Redox-Flow Cell Stores Renewable Energy as Hydrogen - jonbaer
https://spectrum.ieee.org/energywise/energy/renewables/storing-renewable-energy-hydrogen-redoxflow-cell
======
acidburnNSA
Good to see progress in large-scale energy sources. As always we ideally would
like to know current and prospective costs per MWh of storage, per MW of
capacity, round-trip efficiency, raw material mass flows and recyclability,
and space requirements to fully judge. I understand that these metrics are not
always reliably available in new issue tech. We should make a worksheet or
something to help navigate these complex issues.

At least more people are talking about hydrogen as an energy carrier these
days as opposed to a raw energy source, which was a huge misconception in the
hydrogen excitement bubble of ~2005.

And a nitpick: headline should be about storing intermittent energy, not
renewable energy. I personally hate the term renewable because not all
renewable energy is low-carbon (e.g. most biofuels) and not everything that's
sustainable for hundreds of millions of years is considered renewable (e.g.
nuclear with breeder reactors or seawater uranium extraction).

------
twic
So how does this thing work?

> A redox-flow battery, in essence a reversible fuel cell, is typically made
> up of a positive and negative electrolyte stored in two separate tanks. When
> the liquids are pumped into the battery cell stack situated between the
> tanks, a redox reaction occurs, and generates electricity at the battery’s
> electrodes.

> By comparison, the new invention has only one electrolyte, comprised of an
> iron salt (rather than the more commonly used vanadium) dissolved in acid.
> When hydrogen ions react with the iron salt (Fe2+), hydrogen gas is produced
> at the platinum-coated carbon cathode in the battery stack.

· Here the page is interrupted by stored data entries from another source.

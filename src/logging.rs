//! Tracing subscriber setup shared by the binaries

use tracing_subscriber::{layer::SubscriberExt, util::SubscriberInitExt, EnvFilter};

/// Install a fmt subscriber filtered by `RUST_LOG` (falls back to `default_directive`).
///
/// Logs go to stderr so stdout stays free for command output.
pub fn init_tracing(default_directive: &str) {
    let filter = EnvFilter::try_from_default_env()
        .unwrap_or_else(|_| EnvFilter::new(default_directive));

    // a second init (tests, embedding) is not an error worth surfacing
    let _ = tracing_subscriber::registry()
        .with(filter)
        .with(tracing_subscriber::fmt::layer().with_writer(std::io::stderr))
        .try_init();
}
use clap::Parser;
use hybrid_analyst::{
    agent::Orchestrator, config::AnalystConfig, logging::init_tracing, models::DocumentSource,
};
use std::path::PathBuf;
use std::process::ExitCode;
use tracing::error;

/// Vet a startup from a memo and a monthly revenue CSV
#[derive(Parser, Debug)]
#[command(name = "analyst", version, about)]
struct Cli {
    /// Plain-text company memo
    #[arg(long, required_unless_present = "status")]
    memo: Option<PathBuf>,

    /// CSV with month and revenue columns
    #[arg(long, required_unless_present = "status")]
    financials: Option<PathBuf>,

    /// Print component status instead of running an analysis
    #[arg(long)]
    status: bool,

    /// Pretty-print the JSON output
    #[arg(long)]
    pretty: bool,
}

fn to_json<T: serde::Serialize>(value: &T, pretty: bool) -> serde_json::Result<String> {
    if pretty {
        serde_json::to_string_pretty(value)
    } else {
        serde_json::to_string(value)
    }
}

async fn run(cli: Cli) -> Result<String, Box<dyn std::error::Error>> {
    let config = AnalystConfig::from_env()?;
    let orchestrator = Orchestrator::from_config(&config)?;

    if cli.status {
        let report = orchestrator.status().await;
        return Ok(to_json(&report, cli.pretty)?);
    }

    let (Some(memo), Some(financials)) = (cli.memo, cli.financials) else {
        return Err("--memo and --financials are required".into());
    };

    let result = orchestrator
        .run_analysis(
            &DocumentSource::path(memo),
            &DocumentSource::path(financials),
        )
        .await?;

    Ok(to_json(&result, cli.pretty)?)
}

#[tokio::main]
async fn main() -> ExitCode {
    dotenv::dotenv().ok();
    init_tracing("warn");

    let cli = Cli::parse();

    match run(cli).await {
        Ok(output) => {
            println!("{}", output);
            ExitCode::SUCCESS
        }
        Err(e) => {
            error!(error = %e, "Analysis failed");
            eprintln!("Analysis failed: {}", e);
            ExitCode::FAILURE
        }
    }
}
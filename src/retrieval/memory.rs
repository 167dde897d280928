//! In-process vector index

use crate::models::Chunk;
use crate::retrieval::embedding::{cosine_similarity, Embedder, HashingEmbedder};
use crate::retrieval::{RetrievalBackend, RetrievalIndex};
use crate::Result;
use async_trait::async_trait;
use std::cmp::Ordering;
use std::sync::Arc;
use tracing::debug;

/// Stateless factory; every call to `new_index` starts empty.
#[derive(Clone)]
pub struct InMemoryBackend {
    embedder: Arc<dyn Embedder>,
}

impl InMemoryBackend {
    pub fn new(embedder: Arc<dyn Embedder>) -> Self {
        Self { embedder }
    }
}

impl Default for InMemoryBackend {
    fn default() -> Self {
        Self::new(Arc::new(HashingEmbedder::default()))
    }
}

impl RetrievalBackend for InMemoryBackend {
    fn new_index(&self) -> Box<dyn RetrievalIndex> {
        Box::new(InMemoryVectorIndex::new(self.embedder.clone()))
    }

    fn store_kind(&self) -> &'static str {
        "in-memory"
    }

    fn embedding_model(&self) -> String {
        self.embedder.model_id()
    }
}

pub struct InMemoryVectorIndex {
    embedder: Arc<dyn Embedder>,
    entries: Vec<(Chunk, Vec<f32>)>,
}

impl InMemoryVectorIndex {
    pub fn new(embedder: Arc<dyn Embedder>) -> Self {
        Self {
            embedder,
            entries: Vec::new(),
        }
    }

    pub fn len(&self) -> usize {
        self.entries.len()
    }

    pub fn is_empty(&self) -> bool {
        self.entries.is_empty()
    }
}

#[async_trait]
impl RetrievalIndex for InMemoryVectorIndex {
    async fn index(&mut self, chunks: &[Chunk]) -> Result<()> {
        self.entries = chunks
            .iter()
            .map(|chunk| (chunk.clone(), self.embedder.embed(&chunk.text)))
            .collect();

        debug!(chunk_count = self.entries.len(), "Chunks indexed");
        Ok(())
    }

    async fn query(&self, text: &str, k: usize) -> Result<Vec<Chunk>> {
        let query_vector = self.embedder.embed(text);

        let mut hits: Vec<(f64, &Chunk)> = self
            .entries
            .iter()
            .map(|(chunk, vector)| {
                let score = cosine_similarity(&query_vector, vector).unwrap_or(0.0);
                (score, chunk)
            })
            .collect();

        hits.sort_by(|a, b| {
            b.0.partial_cmp(&a.0)
                .unwrap_or(Ordering::Equal)
                .then_with(|| a.1.id.cmp(&b.1.id))
        });
        hits.truncate(k);

        Ok(hits.into_iter().map(|(_, chunk)| chunk.clone()).collect())
    }
}

#[cfg(test)]
mod tests {
    use super::*;

    fn chunk(id: usize, text: &str) -> Chunk {
        Chunk {
            id,
            text: text.to_string(),
        }
    }

    #[tokio::test]
    async fn test_query_ranks_most_relevant_first() {
        let backend = InMemoryBackend::default();
        let mut index = backend.new_index();

        index
            .index(&[
                chunk(0, "We sell coffee beans to cafes."),
                chunk(1, "The founding team has strong engineering experience."),
                chunk(2, "Regulatory risk remains a concern."),
            ])
            .await
            .unwrap();

        let hits = index.query("team experience", 2).await.unwrap();
        assert_eq!(hits.len(), 2);
        assert_eq!(hits[0].id, 1);
    }

    #[tokio::test]
    async fn test_k_larger_than_index_returns_everything() {
        let backend = InMemoryBackend::default();
        let mut index = backend.new_index();
        index.index(&[chunk(0, "alpha"), chunk(1, "beta")]).await.unwrap();

        let hits = index.query("gamma", 5).await.unwrap();
        assert_eq!(hits.len(), 2);
    }

    #[tokio::test]
    async fn test_ties_fall_back_to_chunk_order() {
        let backend = InMemoryBackend::default();
        let mut index = backend.new_index();
        index
            .index(&[chunk(0, "same words"), chunk(1, "same words")])
            .await
            .unwrap();

        let hits = index.query("same words", 2).await.unwrap();
        assert_eq!(hits[0].id, 0);
        assert_eq!(hits[1].id, 1);
    }

    #[tokio::test]
    async fn test_backend_hands_out_isolated_indexes() {
        let backend = InMemoryBackend::default();
        let mut first = backend.new_index();
        first.index(&[chunk(0, "first memo")]).await.unwrap();

        let second = backend.new_index();
        assert!(second.query("first memo", 5).await.unwrap().is_empty());
        assert_eq!(first.query("first memo", 5).await.unwrap().len(), 1);
    }

    #[tokio::test]
    async fn test_reindex_replaces_contents() {
        let mut index = InMemoryVectorIndex::new(Arc::new(HashingEmbedder::default()));
        index.index(&[chunk(0, "old"), chunk(1, "older")]).await.unwrap();
        index.index(&[chunk(0, "new")]).await.unwrap();
        assert_eq!(index.len(), 1);
    }
}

> “We introduce iron as a middleman, so we can separate electrolysis into two
> reactions,” says Wang. Doing so allows one to control where and when to
> reverse the reaction to produce electrical energy to supply to the grid.
> “The system gives you flexibility... you could do the regeneration during
> evening time when electricity prices are at a peak,” he says.

> Regenerating Fe2+ in the reverse reaction also allows for the continuous
> production of hydrogen gas, he says. “And because the hydrogen-iron cell
> uses about half the voltage of a traditional electrolyzer, you can generate
> hydrogen at a much cheaper cost if you do everything right.”

It sounds to me like there are two things going on here.

Firstly, they have a redox cell which has one electrolyte, in which iron ions
move between the II and III redox states.

Secondly, they have a way to shuffle electrons between iron and hydrogen, so
they can take energy from the iron in the redox cell and use it to make
hydrogen.

So, over short timescales, the system just works like a redox battery. No
hydrogen is produced or consumed. But if the battery gets full, or they want
hydrogen for other purposes, they can produce hydrogen, and in doing so,
regenerate the iron.

Is that right? If so, what are the reactions here? What is the composition of
the electrolyte, and what stops the iron ions decaying to the lower-energy
state? How do they use iron ions to make hydrogen from water?

------
throwaway154213
Redis, Redux, Redox, and now Redox-Flow. My brain is getting a little confused
now.

------
AtlasBarfed
So electrolysis has a thermodynamic efficiency currently at best at 80%. Fuel
cells are 40-60% for the regeneration of the electricity.

I've heard that pumping water for gravitational potential energy is 90% end-
to-end though.

I don't see a thermodynamic efficiency metric, so that's not encouraging.